Three major categories of colony opacity were observed for natural variants of the M type 12 (M12) group A streptococcus strain CS24. Colony opacity variants that switched between two alternative categories at significantly high frequencies were identified and are referred to as switching between more opaque (Op+) and less opaque (Op-) phenotypes. Twenty lineages of such variants were derived for analysis and were assessed for resistance to phagocytosis, acid-extractable M12 antigen, and M12 mRNA, criteria which define the M protein-positive phenotype (M+).

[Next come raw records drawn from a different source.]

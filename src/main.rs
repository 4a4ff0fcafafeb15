//! engagement-heatmap: render the synthetic hourly engagement heatmap.
//!
//! Run: `engagement-heatmap` (writes `chart.png` in the working directory)

#![cfg_attr(test, allow(clippy::unwrap_used))]

use anyhow::{Context, Result};
use clap::{Parser, ValueEnum};
use engagement_heatmap::config::ChartConfig;
use engagement_heatmap::figure::LayoutPolicy;
use engagement_heatmap::{debug, pipeline, synth};
use std::path::PathBuf;

/// Output size policy selectable from the command line.
#[derive(Debug, Clone, Copy, PartialEq, Eq, ValueEnum)]
enum Layout {
    /// Exactly width x height pixels
    Exact,
    /// Crop to the drawn content plus a small pad
    Fit,
}

/// Render a heatmap of synthetic hourly engagement by weekday.
#[derive(Parser, Debug)]
#[command(name = "engagement-heatmap")]
#[command(author = "PAIML Team")]
#[command(version)]
#[command(about = "Render a synthetic hourly engagement heatmap to PNG", long_about = None)]
struct Cli {
    /// YAML config file
    #[arg(short, long)]
    config: Option<PathBuf>,

    /// Output PNG path
    #[arg(short, long)]
    output: Option<PathBuf>,

    /// Noise generator seed
    #[arg(long)]
    seed: Option<u64>,

    /// Output size policy
    #[arg(long, value_enum)]
    layout: Option<Layout>,

    /// Also print the data table as CSV to stdout
    #[arg(long)]
    dump_csv: bool,

    /// Enable debug logging to stderr
    #[arg(long)]
    debug: bool,
}

impl Cli {
    /// Load the config file (if any) and apply flag overrides.
    fn resolve_config(&self) -> Result<ChartConfig> {
        let mut config = match &self.config {
            Some(path) => ChartConfig::load(path)
                .with_context(|| format!("loading config {}", path.display()))?,
            None => ChartConfig::default(),
        };

        if let Some(output) = &self.output {
            config.output.clone_from(output);
        }
        if let Some(seed) = self.seed {
            config.synthesis.seed = seed;
        }
        match self.layout {
            Some(Layout::Exact) => config.figure.layout = LayoutPolicy::ExactPixel,
            Some(Layout::Fit) if !matches!(config.figure.layout, LayoutPolicy::ContentFitCrop { .. }) => {
                config.figure.layout = LayoutPolicy::ContentFitCrop { pad_inches: 0.1 };
            }
            _ => {}
        }

        Ok(config)
    }
}

fn main() -> Result<()> {
    let cli = Cli::parse();
    debug::init(cli.debug);

    let config = cli.resolve_config()?;
    engagement_heatmap::debug!("main", "resolved config: {config:?}");

    if cli.dump_csv {
        let table = synth::synthesize(&config.synthesis).context("synthesizing data")?;
        print!("{}", table.to_csv());
    }

    let report = pipeline::run(&config)
        .with_context(|| format!("rendering {}", config.output.display()))?;
    println!("Saved chart to {} ({}x{})", report.path.display(), report.width, report.height);

    Ok(())
}
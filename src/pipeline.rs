//! End-to-end chart generation: synthesize, render, encode, write.

use crate::config::ChartConfig;
use crate::error::Result;
use crate::framebuffer::Framebuffer;
use crate::output::PngEncoder;
use crate::plots::{HAlign, Heatmap, TickLabelStyle};
use crate::synth::{self, EngagementTable, TableSummary};
use crate::text::Rotation;
use std::path::PathBuf;

const COMPONENT: &str = "pipeline";

/// What a successful run produced.
#[derive(Debug, Clone, PartialEq)]
pub struct RenderReport {
    /// File that was written.
    pub path: PathBuf,
    /// Image width in pixels.
    pub width: u32,
    /// Image height in pixels.
    pub height: u32,
    /// Statistics of the plotted values.
    pub summary: TableSummary,
    /// Size of the encoded PNG.
    pub bytes: usize,
}

/// Configure a heatmap for `table` with days as rows and hours as columns.
///
/// # Errors
///
/// Returns an error if the figure size is invalid or the table is empty.
pub fn build_heatmap(table: &EngagementTable, config: &ChartConfig) -> Result<Heatmap> {
    let (width, height) = config.figure.pixel_size()?;
    let labels = &config.labels;

    Heatmap::new()
        .data(&table.transposed(), table.cols(), table.rows())
        .row_labels(table.day_labels().iter().cloned())
        .col_labels(table.hour_labels().iter().cloned())
        .palette(config.theme.palette)
        .theme(config.theme.to_theme())
        .dimensions(width, height)
        .dpi(config.figure.dpi)
        .margin(config.figure.margin_px())
        .separator_width(config.theme.separator_points)
        .title(labels.title.as_str(), labels.title_pad)
        .x_label(labels.x_label.as_str())
        .y_label(labels.y_label.as_str())
        .colorbar_label(labels.colorbar_label.as_str())
        .x_tick_labels(TickLabelStyle {
            points: Some(labels.x_tick_points),
            rotation: Rotation::Deg45,
            align: HAlign::Right,
        })
        .y_tick_labels(TickLabelStyle {
            points: Some(labels.y_tick_points),
            rotation: Rotation::None,
            align: HAlign::Center,
        })
        .build()
}

/// Render `table` and apply the figure's layout policy.
///
/// # Errors
///
/// Returns an error if the heatmap cannot be laid out or cropped.
pub fn render_chart(table: &EngagementTable, config: &ChartConfig) -> Result<Framebuffer> {
    crate::time_scope!(COMPONENT, "render_chart");

    let heatmap = build_heatmap(table, config)?;
    let fb = heatmap.to_framebuffer()?;
    crate::debug!(
        COMPONENT,
        "{}x{} cells on a {}x{} canvas (backend {:?})",
        heatmap.row_count(),
        heatmap.col_count(),
        fb.width(),
        fb.height(),
        Framebuffer::backend()
    );

    config.figure.finish(fb, heatmap.background())
}

/// Run the whole pipeline and write the PNG to `config.output`.
///
/// An existing file at the output path is replaced.
///
/// # Errors
///
/// Returns an error if the configuration is invalid, rendering fails or
/// the file cannot be written.
pub fn run(config: &ChartConfig) -> Result<RenderReport> {
    crate::time_scope!(COMPONENT, "run");
    config.validate()?;

    let table = synth::synthesize(&config.synthesis)?;
    let summary = table.summary();
    crate::info!(
        COMPONENT,
        "synthesized {}x{} table (seed {}): min {:.1} max {:.1} mean {:.1}",
        table.rows(),
        table.cols(),
        config.synthesis.seed,
        summary.min,
        summary.max,
        summary.mean
    );

    let fb = render_chart(&table, config)?;
    PngEncoder::new().dpi(config.figure.dpi).write_to_file(&fb, &config.output)?;
    let bytes = std::fs::metadata(&config.output)?.len() as usize;
    crate::info!(COMPONENT, "wrote {} ({} bytes)", config.output.display(), bytes);

    Ok(RenderReport {
        path: config.output.clone(),
        width: fb.width(),
        height: fb.height(),
        summary,
        bytes,
    })
}
#![allow(clippy::expect_used, clippy::unwrap_used, missing_docs)]
//! Benchmark for synthesis, heatmap rendering and PNG encoding.

use criterion::{black_box, criterion_group, criterion_main, BenchmarkId, Criterion};
use engagement_heatmap::pipeline::render_chart;
use engagement_heatmap::prelude::*;

fn synthesis_benchmark(c: &mut Criterion) {
    c.bench_function("synthesize_seed_42", |b| {
        let params = SynthesisParams::default();
        b.iter(|| synthesize(black_box(&params)).expect("synthesis should succeed"));
    });
}

fn render_benchmark(c: &mut Criterion) {
    let mut group = c.benchmark_group("render_chart");
    let table = synthesize(&SynthesisParams::default()).expect("synthesis should succeed");

    for dpi in [64, 100, 150] {
        let mut config = ChartConfig::default();
        config.figure.dpi = dpi;

        group.bench_with_input(BenchmarkId::from_parameter(format!("{dpi}dpi")), &config, |b, config| {
            b.iter(|| render_chart(black_box(&table), config).expect("render should succeed"));
        });
    }

    group.finish();
}

fn palette_benchmark(c: &mut Criterion) {
    let mut group = c.benchmark_group("heatmap_palette");
    let table = synthesize(&SynthesisParams::default()).expect("synthesis should succeed");

    for palette in [HeatmapPalette::RocketR, HeatmapPalette::Viridis, HeatmapPalette::Greyscale] {
        let mut config = ChartConfig::default();
        config.theme.palette = palette;

        group.bench_with_input(BenchmarkId::from_parameter(format!("{palette:?}")), &config, |b, config| {
            b.iter(|| render_chart(black_box(&table), config).expect("render should succeed"));
        });
    }

    group.finish();
}

fn encode_benchmark(c: &mut Criterion) {
    let config = ChartConfig::default();
    let table = synthesize(&config.synthesis).expect("synthesis should succeed");
    let fb = render_chart(&table, &config).expect("render should succeed");
    let encoder = PngEncoder::new().dpi(config.figure.dpi);

    c.bench_function("png_encode_512", |b| {
        b.iter(|| {
            let mut bytes = Vec::new();
            encoder.encode(black_box(&fb), &mut bytes).expect("encoding should succeed");
            bytes
        });
    });
}

criterion_group!(benches, synthesis_benchmark, render_benchmark, palette_benchmark, encode_benchmark);
criterion_main!(benches);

Transition from the M+ to the M protein-negative phenotype (M-) correlated with a change from Op+ to Op-. Reversion to the Op+ phenotype was accompanied by reversion to the M+ state in all variants except one and occurred at a higher frequency than the forward M+ to M- switch. These data demonstrate the existence of M12 protein phaselike switching in the group A streptococcus strain CS24. The discovery of an Op+ M- revertant confirmed that colony opacity and M protein can be expressed independently and are distinct gene products. We suggest that coregulation of colony opacity and M protein expression accounts for their association among descendents of strain CS24. Soutern blot hybridization analyses of digested genomic DNA from 27 M- variants and 15 M+ revertants were performed with DNA probes containing M12 protein and adjacent upstream sequences. DNA deletions were identified only in two stable M- variants, approximately 1.3 and 1.4 kilobases upstream from the M12 gene, respectively, whereas all unstable M- variants lacked detectable rearrangements. This suggests that deletions within or adjacent to the structural gene are unlikely to be responsible for the reversible swtich in M protein expression. However, the association with the stable M- phenotype and the location of these deletions, as well as two other deletions, approximately 0.5 kilobase upstream from the M12 promoter in two previously described variants of strain CS24 sugggests that a second gene product is required for full expression of M12 protein synthesis in this strain.